С тех пор как погиб Бальфур, Гексли удвоил свои усилия. Нередко после затянувшегося вечернего заседания он выкраивал полчасика для работы в лаборатории и только потом ехал домой. И все-таки в 1883 году, когда представилась возможность, он стал временным — а в 1884-м и законно избранным президентом Королевского общества. Без сомнения, он был слишком перегружен, а может быть, уже и слишком болен, чтобы взваливать на себя дополнительное бремя. Но заслужить регалии высшей административной власти в науке и потом от них отказаться?.. Нет, в этом смысле ничто человеческое Гексли не было чуждо: он обожал быть президентом.
Отныне разрыв между тем, что он хотел и что должен был делать, и даже между тем, что он был должен и что в силах был сделать, становился все шире. Он был измотан физически и душевно. Все менее разумной ему представлялась вселенная, все менее устойчивой и осмысленной жизнь. Неудивительно, если он ловил себя на том, что тоскует о бессмертии, от которого так твердо отрекался в былые годы.
«Любопытная вещь, — писал он Морли, — чем я делаюсь старше, чем ближе конец пути, тем несносней мне думать, что меня не станет.
То и дело каким-то неизъяснимым ужасом меня пронизывает мысль, что в 1900 году я, очевидно, буду знать о том, что происходит на свете, не более, чем знал в 1800-м Я бы с гораздо большим удовольствием согласился попасть в ад — во всяком случае, в тот его круг, что повыше, где и климат помягче, и общество подходящее».
С затаенной, неотступной грустью глядит с поздних портретов его твердое, живое лицо.
Одна за другой одолевали его болезни. «В ответ на Ваше письмо имею честь Вас уведомить, — писал он Доннелли, — …что а) мне выдернули все зубы, б) я вывихнул большой палец на правой руке, в) все время погибаю от жары и г) не могу курить в свое удовольствие». А еще он ничего не мог есть, кроме овсянки, жаловался на печень; его рука как будто налилась свинцом, так что он с трудом удерживал в ней скальпель. И самое скверное, он был до того изможден, что утром его чуть ли не мутило при мысли о предстоящей работе. Единственным его утешением было сопротивление Гордона[247]

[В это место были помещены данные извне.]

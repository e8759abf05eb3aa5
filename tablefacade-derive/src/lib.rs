//! Procedural macros for tablefacade
//!
//! This crate provides `#[derive(TableEntity)]`, which generates the static
//! `TableDescriptor` the metadata resolver reads.

mod attributes;
mod macros;
mod utils;

use proc_macro::TokenStream;

/// Derive macro for `TableEntity`
///
/// Generates `TableEntity::table_descriptor()` from the struct's annotations:
///
/// - `#[table_name = "..."]` on the struct, or `#[relational(value = "...", name = "...")]`
/// - `#[column_name = "..."]` on a field, or `#[relational(value = "...")]`
///
/// Every annotated field gets a descriptor entry plus a `set<Field>` writer and a read
/// accessor named `is<Field>` for boolean fields and `get<Field>` otherwise. Fields
/// without a column annotation are left out and need not implement `ValueType`.
///
/// ```ignore
/// use tablefacade::TableEntity;
///
/// #[derive(Debug, Default, Clone, TableEntity)]
/// #[table_name = "sample"]
/// pub struct Sample {
///     #[column_name = "id"]
///     pub id: i32,
///     #[column_name = "flag"]
///     pub flag: bool,
///     #[column_name = "name"]
///     pub name: String,
/// }
/// ```
#[proc_macro_derive(TableEntity, attributes(table_name, column_name, relational))]
pub fn derive_table_entity(input: TokenStream) -> TokenStream {
    macros::derive_table_entity(input)
}
//! Derive macro for `TableEntity`
//!
//! Emits a `table_descriptor()` listing the struct's table annotations, one
//! `FieldDescriptor` per annotated field, and a named reader/writer pair per field.
//! Accessors are plain non-capturing closures coerced to fn pointers.

use proc_macro::TokenStream;
use proc_macro2::TokenStream as TokenStream2;
use quote::quote;
use syn::{parse_macro_input, Data, DeriveInput, Fields};

use crate::attributes::{parse_column_attributes, parse_table_attributes};
use crate::utils;

pub fn derive_table_entity(input: TokenStream) -> TokenStream {
    let input = parse_macro_input!(input as DeriveInput);
    expand(&input)
        .unwrap_or_else(syn::Error::into_compile_error)
        .into()
}

fn expand(input: &DeriveInput) -> syn::Result<TokenStream2> {
    let struct_name = &input.ident;
    let type_name = struct_name.to_string();

    let fields = match &input.data {
        Data::Struct(syn::DataStruct {
            fields: Fields::Named(fields),
            ..
        }) => &fields.named,
        Data::Struct(syn::DataStruct {
            fields: Fields::Unit,
            ..
        }) => {
            return Err(syn::Error::new_spanned(
                struct_name,
                "TableEntity needs named fields to map onto columns",
            ))
        }
        _ => {
            return Err(syn::Error::new_spanned(
                struct_name,
                "TableEntity can only be derived for structs with named fields",
            ))
        }
    };

    let table = parse_table_attributes(&input.attrs)?;
    let table_name = table
        .table_name
        .as_ref()
        .map(|name| quote! { .table_name(#name) });
    let relational_table = table.relational.as_ref().map(|relational| {
        let value = relational.value.as_deref().unwrap_or("");
        let name = relational.name.as_deref().unwrap_or("");
        quote! { .relational_table(#value, #name) }
    });

    let mut entries: Vec<TokenStream2> = Vec::new();
    for field in fields {
        let columns = parse_column_attributes(&field.attrs)?;
        if !columns.is_mapped() {
            continue;
        }
        let Some(ident) = field.ident.as_ref() else {
            continue;
        };
        let field_type = &field.ty;
        let field_name = utils::field_name(ident);
        let capitalized = utils::capitalize_first(&field_name);
        let setter = format!("set{capitalized}");
        let is_getter = format!("is{capitalized}");
        let get_getter = format!("get{capitalized}");

        let column_name = columns
            .column_name
            .as_ref()
            .map(|column| quote! { .column_name(#column) });
        let relational_column = columns
            .relational
            .as_ref()
            .and_then(|relational| relational.preferred().map(str::to_string))
            .map(|column| quote! { .relational_column(#column) });

        entries.push(quote! {
            .field(
                ::tablefacade::FieldDescriptor::of::<#field_type>(#field_name)
                    #column_name
                    #relational_column
            )
            .reader(
                if <#field_type as ::tablefacade::ValueType>::KIND == ::tablefacade::ValueKind::Bool {
                    #is_getter
                } else {
                    #get_getter
                },
                |entity: &Self| -> ::tablefacade::Value {
                    ::tablefacade::ValueType::into_value(::core::clone::Clone::clone(&entity.#ident))
                },
            )
            .writer(
                #setter,
                <#field_type as ::tablefacade::ValueType>::KIND,
                |entity: &mut Self, value: ::tablefacade::Value| -> ::core::result::Result<(), ::tablefacade::ValueError> {
                    entity.#ident = <#field_type as ::tablefacade::ValueType>::try_from_value(value)?;
                    ::core::result::Result::Ok(())
                },
            )
        });
    }

    let (impl_generics, ty_generics, where_clause) = input.generics.split_for_impl();

    Ok(quote! {
        impl #impl_generics ::tablefacade::TableEntity for #struct_name #ty_generics #where_clause {
            fn table_descriptor() -> ::tablefacade::TableDescriptor<Self> {
                ::tablefacade::TableDescriptor::new(#type_name)
                    #table_name
                    #relational_table
                    #(#entries)*
            }
        }
    })
}
use chrono::TimeZone;
use std::fmt::{self, Display, Write};

use weatherdash_core::{
    DashboardState, Timestamp,
    present::{CurrentView, chart_points, forecast_cards},
};

const BARS: [char; 8] = ['▁', '▂', '▃', '▄', '▅', '▆', '▇', '█'];

/// One bar glyph per value, scaled between the series min and max.
pub fn sparkline(values: &[i64]) -> String {
    let (Some(min), Some(max)) = (values.iter().min(), values.iter().max()) else {
        return String::new();
    };
    let span = (max - min).max(1) as f64;

    values
        .iter()
        .map(|v| {
            let norm = (v - min) as f64 / span;
            BARS[(norm * (BARS.len() - 1) as f64).round() as usize]
        })
        .collect()
}

/// Writes the full dashboard; `now` decides the date line and day/night background.
pub fn render_dashboard<W, Tz>(
    out: &mut W,
    state: &DashboardState,
    now: Timestamp,
    tz: &Tz,
    icon_base_url: &str,
) -> fmt::Result
where
    W: Write,
    Tz: TimeZone,
    Tz::Offset: Display,
{
    writeln!(out, "Weather Dashboard")?;

    if let Some(advisory) = &state.advisory {
        writeln!(out, "! {advisory}")?;
    }
    if let Some(error) = &state.error {
        writeln!(out, "x {error}")?;
    }
    if state.loading {
        writeln!(out, "Loading weather data...")?;
    }

    if let (false, Some(snapshot)) = (state.loading, &state.snapshot) {
        let view = CurrentView::derive(snapshot, now, tz, icon_base_url);

        writeln!(out)?;
        writeln!(out, "{}  ({})", view.title, view.date)?;
        writeln!(out, "Background: {} [{}]", view.gradient.name, view.gradient.css())?;
        writeln!(out, "{}  {}", view.temperature, view.description)?;
        writeln!(out, "  Feels Like: {}", view.feels_like)?;
        writeln!(out, "  Wind: {}", view.wind)?;
        writeln!(out, "  Humidity: {}", view.humidity)?;
        writeln!(out, "  Sunrise: {}", view.sunrise)?;
        writeln!(out, "  Sunset: {}", view.sunset)?;
        writeln!(out, "  Icon: {}", view.icon_url)?;

        if !state.forecast.is_empty() {
            write_forecast(out, state, tz, icon_base_url)?;
        } else if state.forecast_loading {
            writeln!(out)?;
            writeln!(out, "Loading forecast...")?;
        }
    }

    writeln!(out)?;
    write!(out, "Powered by OpenWeather API")
}

fn write_forecast<W, Tz>(
    out: &mut W,
    state: &DashboardState,
    tz: &Tz,
    icon_base_url: &str,
) -> fmt::Result
where
    W: Write,
    Tz: TimeZone,
    Tz::Offset: Display,
{
    writeln!(out)?;
    writeln!(out, "5-Day Forecast")?;
    for card in forecast_cards(&state.forecast, tz, icon_base_url) {
        writeln!(
            out,
            "  {:<12} {:>6}  {:<14} {}",
            card.date, card.temperature, card.condition, card.icon_url
        )?;
    }

    let (points, axis) = chart_points(&state.forecast, tz);
    let temps: Vec<i64> = points.iter().map(|p| p.temperature).collect();
    let feels: Vec<i64> = points.iter().map(|p| p.feels_like).collect();

    writeln!(out)?;
    writeln!(out, "Temperature Trend ({axis})")?;
    writeln!(out, "  Temperature  {}", sparkline(&temps))?;
    writeln!(out, "  Feels Like   {}", sparkline(&feels))?;
    for p in &points {
        writeln!(out, "  {:<4} {:>4} {:>4}", p.label, p.temperature, p.feels_like)?;
    }
    Ok(())
}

суданцам. «Мне бы хотелось увидеть, как он всыплет Махди[248] по первое число до того, как подоспеет Вулсли», — объявил он. Силы его таяли, он несколько раз пробовал делать себе передышки, но без всякого прока. Наконец сэр Эндрю Кларк предупредил его, что, если он не устроит себе длительный отдых, ему угрожает настоящее нервное расстройство.Убежденный в том, что бросает на произвол судьбы Южный Кенсингтон и предает Королевское общество, что подвергает Англию опасности гражданской войны между рыцарями удочки и рыцарями невода, а самого себя в зените своих служебных достижений обрекает на забвение, Гексли отправился в Италию. На Лондонском вокзале его настигла весть о том, что на его дочь Марион напал какой-то ползучий, коварный недуг, которому, как справедливо опасался ее отец, суждено было стать роковым. «Я достаточно крепкий орешек, — писал он потом, — и научился многое переносить не сетуя, но эти сутки от Лондона до Люцерна показали, что стойкости мне еще учиться и учиться». То было его второе изгнание во имя здоровья, и оно затянулось намного дольше, чем первое. Болезнь его по всем признакам более всего напоминала ту беспросветную меланхолию, какую он в молодости пережил на борту «Рэттлснейка». Его одолевали одновременно убийственная вялость и нервная раздражительность, жажда забиться куда-нибудь подальше от людей и неодолимое отвращение ко всем с первой минуты. И опять, как встарь, он искал средства рассеяться в чтении. Он даже возобновил свои занятия итальянским языком и открыл для себя «Жизнь Бенвенуто Челлини». Что касается науки, самая мысль о ней была ему ненавистна.